Yet these astonishing developments have far less to do with the preferences of the majority of Brazilian voters, and everything to do with the elite hijacking of the country’s political system. We have both been outspoken about the deterioration of democracy in Brazil, which has suppressed people’s aspirations.

Brazilians were once able to climb out of poverty due to effective economic policies put in place by former President Luiz Inácio Lula da Silva, who now sits in prison without due process. Anti-poverty programs like Bolsa Familia, which won praise from the United Nations, helped to reduce the poverty level by 48 percent from 2003 to 2011, and extreme poverty by 58 percent. The minimum wage went up 58 percent, and overall, Brazil’s workers saw their real wages increase almost 30 percent, which, along with increased education spending, helped reduce drastic inequality.

Then came the right-wing pushback: politicians from opposition parties were able to impeach Lula’s successor, Dilma Rousseff, on charges previously thrown out by public prosecutors. Then this year they were able to exclude the most popular candidate for president, Lula, from the election. This was done ― with the help of a politicized judiciary ― by convicting him of an alleged crime without any material evidence, and then banning him from running for office. To ensure Lula wouldn’t be able to campaign for anyone else, they imprisoned him, despite pending appeals, and restricted his access to visitors and media. On Aug.17, the UN Human Rights Council ruled that Lula should be able to run for president; Brazil’s government ignored this.
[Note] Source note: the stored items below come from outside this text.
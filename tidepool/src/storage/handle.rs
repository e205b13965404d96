//! Per-object storage handle.

use std::collections::BTreeMap;
use std::fmt;
use std::sync::Arc;
use std::time::SystemTime;

use serde::de::DeserializeOwned;
use serde::Serialize;
use serde_json::Value;

use super::traits::{
    time_to_ms, CommitBatch, CommitOutcome, Entry, ListOptions, Mutation, ObjectSummary,
    StorageBackend,
};
use super::transaction::{Transaction, TransactionOutcome, TxnOp};
use crate::error::StorageError;
use crate::object::ObjectId;

/// Durable key-value storage scoped to one object.
///
/// Every write awaits its commit before returning, so a later read, in the
/// same turn or a later one, observes it. Values are stored as JSON.
///
/// # Example
///
/// ```rust,ignore
/// let count: u64 = ctx.storage().get("count").await?.unwrap_or(0);
/// ctx.storage().put("count", &(count + 1)).await?;
/// ```
#[derive(Clone)]
pub struct Storage {
    id: ObjectId,
    backend: Arc<dyn StorageBackend>,
}

impl Storage {
    /// Handle for `id` on `backend`.
    pub fn new(id: ObjectId, backend: Arc<dyn StorageBackend>) -> Self {
        Self { id, backend }
    }

    /// The object this handle is scoped to.
    pub fn id(&self) -> &ObjectId {
        &self.id
    }

    /// Decode the value stored under `key`.
    pub async fn get<T: DeserializeOwned>(&self, key: &str) -> Result<Option<T>, StorageError> {
        match self.get_entry(key).await? {
            Some(entry) => Ok(Some(serde_json::from_value(entry.value)?)),
            None => Ok(None),
        }
    }

    /// Raw entry for `key`, including its version.
    pub async fn get_entry(&self, key: &str) -> Result<Option<Entry>, StorageError> {
        let mut read = self.backend.read(&self.id, &[key.to_string()]).await?;
        Ok(read.pop().flatten())
    }

    /// Values of every present key among `keys`. Absent keys are omitted.
    pub async fn get_many<K: AsRef<str>>(
        &self,
        keys: &[K],
    ) -> Result<BTreeMap<String, Value>, StorageError> {
        let keys: Vec<String> = keys.iter().map(|k| k.as_ref().to_string()).collect();
        let read = self.backend.read(&self.id, &keys).await?;
        Ok(keys
            .into_iter()
            .zip(read)
            .filter_map(|(key, entry)| entry.map(|e| (key, e.value)))
            .collect())
    }

    /// Store `value` under `key`.
    pub async fn put<T: Serialize + ?Sized>(&self, key: &str, value: &T) -> Result<(), StorageError> {
        let value = serde_json::to_value(value)?;
        self.apply(vec![Mutation::Put {
            key: key.to_string(),
            value,
        }])
        .await?;
        Ok(())
    }

    /// Store several values in one atomic commit.
    pub async fn put_many<I, K, T>(&self, entries: I) -> Result<(), StorageError>
    where
        I: IntoIterator<Item = (K, T)>,
        K: Into<String>,
        T: Serialize,
    {
        let mutations = entries
            .into_iter()
            .map(|(key, value)| {
                Ok(Mutation::Put {
                    key: key.into(),
                    value: serde_json::to_value(&value)?,
                })
            })
            .collect::<Result<Vec<_>, serde_json::Error>>()?;
        if mutations.is_empty() {
            return Ok(());
        }
        self.apply(mutations).await?;
        Ok(())
    }

    /// Remove `key`. Returns whether it existed.
    pub async fn delete(&self, key: &str) -> Result<bool, StorageError> {
        let deleted = self
            .apply(vec![Mutation::Delete {
                key: key.to_string(),
            }])
            .await?;
        Ok(deleted > 0)
    }

    /// Remove several keys in one atomic commit. Returns how many existed.
    pub async fn delete_many<K: AsRef<str>>(&self, keys: &[K]) -> Result<usize, StorageError> {
        if keys.is_empty() {
            return Ok(0);
        }
        let mutations = keys
            .iter()
            .map(|k| Mutation::Delete {
                key: k.as_ref().to_string(),
            })
            .collect();
        self.apply(mutations).await
    }

    /// Remove every key. The alarm is kept.
    pub async fn delete_all(&self) -> Result<(), StorageError> {
        self.apply(vec![Mutation::DeleteAll]).await?;
        Ok(())
    }

    /// Keys and values selected by `options`, in key order.
    pub async fn list(&self, options: ListOptions) -> Result<Vec<(String, Value)>, StorageError> {
        let listed = self.backend.list(&self.id, &options).await?;
        Ok(listed.into_iter().map(|(k, e)| (k, e.value)).collect())
    }

    /// When the alarm is scheduled, if it is.
    pub async fn get_alarm(&self) -> Result<Option<SystemTime>, StorageError> {
        Ok(self.summary().await?.alarm)
    }

    /// Schedule the alarm, replacing any previous one.
    pub async fn set_alarm(&self, at: SystemTime) -> Result<(), StorageError> {
        self.apply(vec![Mutation::SetAlarm {
            at_ms: Some(time_to_ms(at)),
        }])
        .await?;
        Ok(())
    }

    /// Cancel the alarm. Cancelling when none is set is not an error.
    pub async fn delete_alarm(&self) -> Result<(), StorageError> {
        self.apply(vec![Mutation::SetAlarm { at_ms: None }]).await?;
        Ok(())
    }

    /// Key count and alarm.
    pub async fn summary(&self) -> Result<ObjectSummary, StorageError> {
        self.backend.summary(&self.id).await
    }

    /// Whether the object has no keys and no alarm.
    pub async fn is_empty(&self) -> Result<bool, StorageError> {
        Ok(self.summary().await?.is_empty())
    }

    /// Check every [`TxnOp::Expect`] and apply every write as one commit.
    pub async fn transaction(&self, ops: Vec<TxnOp>) -> Result<TransactionOutcome, StorageError> {
        let mut batch = CommitBatch::default();
        for op in ops {
            match op {
                TxnOp::Put { key, value } => batch.mutations.push(Mutation::Put { key, value }),
                TxnOp::Delete { key } => batch.mutations.push(Mutation::Delete { key }),
                TxnOp::Expect { key, version } => batch.expectations.push((key, version)),
            }
        }
        self.commit(batch).await.map(TransactionOutcome::from)
    }

    /// Start an interactive transaction.
    pub fn begin(&self) -> Transaction {
        Transaction::new(self.clone())
    }

    pub(crate) async fn probe(&self) -> Result<(), StorageError> {
        self.backend.probe().await
    }

    pub(crate) async fn commit(&self, batch: CommitBatch) -> Result<CommitOutcome, StorageError> {
        let outcome = self.backend.commit(&self.id, batch).await?;
        if let CommitOutcome::Aborted { key, .. } = &outcome {
            tracing::debug!(object = %self.id, %key, "commit aborted on expectation");
        }
        Ok(outcome)
    }

    /// Commit unconditional mutations, returning how many keys were removed.
    async fn apply(&self, mutations: Vec<Mutation>) -> Result<usize, StorageError> {
        match self.commit(CommitBatch::unconditional(mutations)).await? {
            CommitOutcome::Committed { deleted, .. } => Ok(deleted),
            CommitOutcome::Aborted {
                key,
                expected,
                actual,
            } => Err(StorageError::VersionMismatch {
                key,
                expected,
                actual,
            }),
        }
    }
}

impl fmt::Debug for Storage {
    fn fmt(&self, f: &mut fmt::Formatter<'_>) -> fmt::Result {
        f.debug_struct("Storage")
            .field("id", &self.id)
            .field("backend", &self.backend)
            .finish()
    }
}

#[cfg(test)]
mod tests {
    use std::time::{Duration, UNIX_EPOCH};

    use serde::Deserialize;
    use serde_json::json;

    use super::*;
    use crate::object::id_from_name;
    use crate::storage::MemoryBackend;

    fn storage(name: &str, backend: &Arc<MemoryBackend>) -> Storage {
        Storage::new(
            id_from_name("TEST", name).expect("valid name"),
            backend.clone() as Arc<dyn StorageBackend>,
        )
    }

    #[derive(Debug, PartialEq, Serialize, Deserialize)]
    struct Profile {
        name: String,
        visits: u32,
    }

    #[tokio::test]
    async fn test_put_get_typed() {
        let backend = Arc::new(MemoryBackend::new());
        let s = storage("alice", &backend);

        let profile = Profile {
            name: "Alice".into(),
            visits: 3,
        };
        s.put("profile", &profile).await.expect("put");
        assert_eq!(s.get::<Profile>("profile").await.expect("get"), Some(profile));
        assert_eq!(s.get::<u64>("missing").await.expect("get"), None);
    }

    #[tokio::test]
    async fn test_get_with_wrong_type_is_codec_error() {
        let backend = Arc::new(MemoryBackend::new());
        let s = storage("alice", &backend);
        s.put("n", "not a number").await.expect("put");
        assert!(matches!(
            s.get::<u64>("n").await,
            Err(StorageError::Codec(_))
        ));
    }

    #[tokio::test]
    async fn test_handles_are_scoped_to_their_object() {
        let backend = Arc::new(MemoryBackend::new());
        let alice = storage("alice", &backend);
        let bob = storage("bob", &backend);

        alice.put("n", &1).await.expect("put");
        assert_eq!(bob.get::<i32>("n").await.expect("get"), None);
    }

    #[tokio::test]
    async fn test_many_and_delete() {
        let backend = Arc::new(MemoryBackend::new());
        let s = storage("alice", &backend);

        s.put_many([("a", 1), ("b", 2), ("c", 3)]).await.expect("put_many");
        let got = s.get_many(&["a", "c", "zz"]).await.expect("get_many");
        assert_eq!(got.len(), 2);
        assert_eq!(got["a"], json!(1));
        assert_eq!(got["c"], json!(3));

        assert!(s.delete("a").await.expect("delete"));
        assert!(!s.delete("a").await.expect("delete"));
        assert_eq!(s.delete_many(&["b", "c", "zz"]).await.expect("delete_many"), 2);
        assert!(s.is_empty().await.expect("is_empty"));
    }

    #[tokio::test]
    async fn test_list_returns_values_in_order() {
        let backend = Arc::new(MemoryBackend::new());
        let s = storage("alice", &backend);
        s.put_many([("user:2", "bob"), ("user:1", "ann"), ("other", "x")])
            .await
            .expect("put_many");

        let users = s
            .list(ListOptions::new().prefix("user:"))
            .await
            .expect("list");
        assert_eq!(
            users,
            vec![
                ("user:1".to_string(), json!("ann")),
                ("user:2".to_string(), json!("bob")),
            ]
        );
    }

    #[tokio::test]
    async fn test_alarm_round_trip() {
        let backend = Arc::new(MemoryBackend::new());
        let s = storage("alice", &backend);

        assert_eq!(s.get_alarm().await.expect("get_alarm"), None);
        let at = UNIX_EPOCH + Duration::from_millis(1_800_000_000_000);
        s.set_alarm(at).await.expect("set_alarm");
        assert_eq!(s.get_alarm().await.expect("get_alarm"), Some(at));
        assert!(!s.is_empty().await.expect("is_empty"));

        s.delete_alarm().await.expect("delete_alarm");
        assert_eq!(s.get_alarm().await.expect("get_alarm"), None);
    }

    #[tokio::test]
    async fn test_delete_all_keeps_alarm() {
        let backend = Arc::new(MemoryBackend::new());
        let s = storage("alice", &backend);
        let at = UNIX_EPOCH + Duration::from_secs(10);

        s.put("n", &1).await.expect("put");
        s.set_alarm(at).await.expect("set_alarm");
        s.delete_all().await.expect("delete_all");

        assert_eq!(s.get::<i32>("n").await.expect("get"), None);
        assert_eq!(s.get_alarm().await.expect("get_alarm"), Some(at));
    }

    #[tokio::test]
    async fn test_transaction_ops() {
        let backend = Arc::new(MemoryBackend::new());
        let s = storage("alice", &backend);
        s.put("balance", &100).await.expect("put");
        let version = s
            .get_entry("balance")
            .await
            .expect("get_entry")
            .map(|e| e.version);

        let outcome = s
            .transaction(vec![
                TxnOp::expect("balance", version),
                TxnOp::put("balance", &70).expect("encode"),
                TxnOp::put("ledger:1", &30).expect("encode"),
            ])
            .await
            .expect("transaction");
        assert!(outcome.is_committed());

        // The stale version no longer matches.
        let outcome = s
            .transaction(vec![
                TxnOp::expect("balance", version),
                TxnOp::delete("balance"),
            ])
            .await
            .expect("transaction");
        assert!(matches!(outcome, TransactionOutcome::Aborted { .. }));
        assert_eq!(s.get::<i32>("balance").await.expect("get"), Some(70));
    }
}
After Rousseff’s overthrow in 2016, the new, right-wing, unelected government began sweeping cuts to social spending, reforms that greatly weakened organized labor’s bargaining power, and a far-right-wing social agenda. Most cruelly, it pushed through a constitutional amendment to freeze real spending for 20 years ― a move denounced by the UN Special Rapporteur on Extreme Poverty and Human Rights, who says it will “harm the poor for decades to come.”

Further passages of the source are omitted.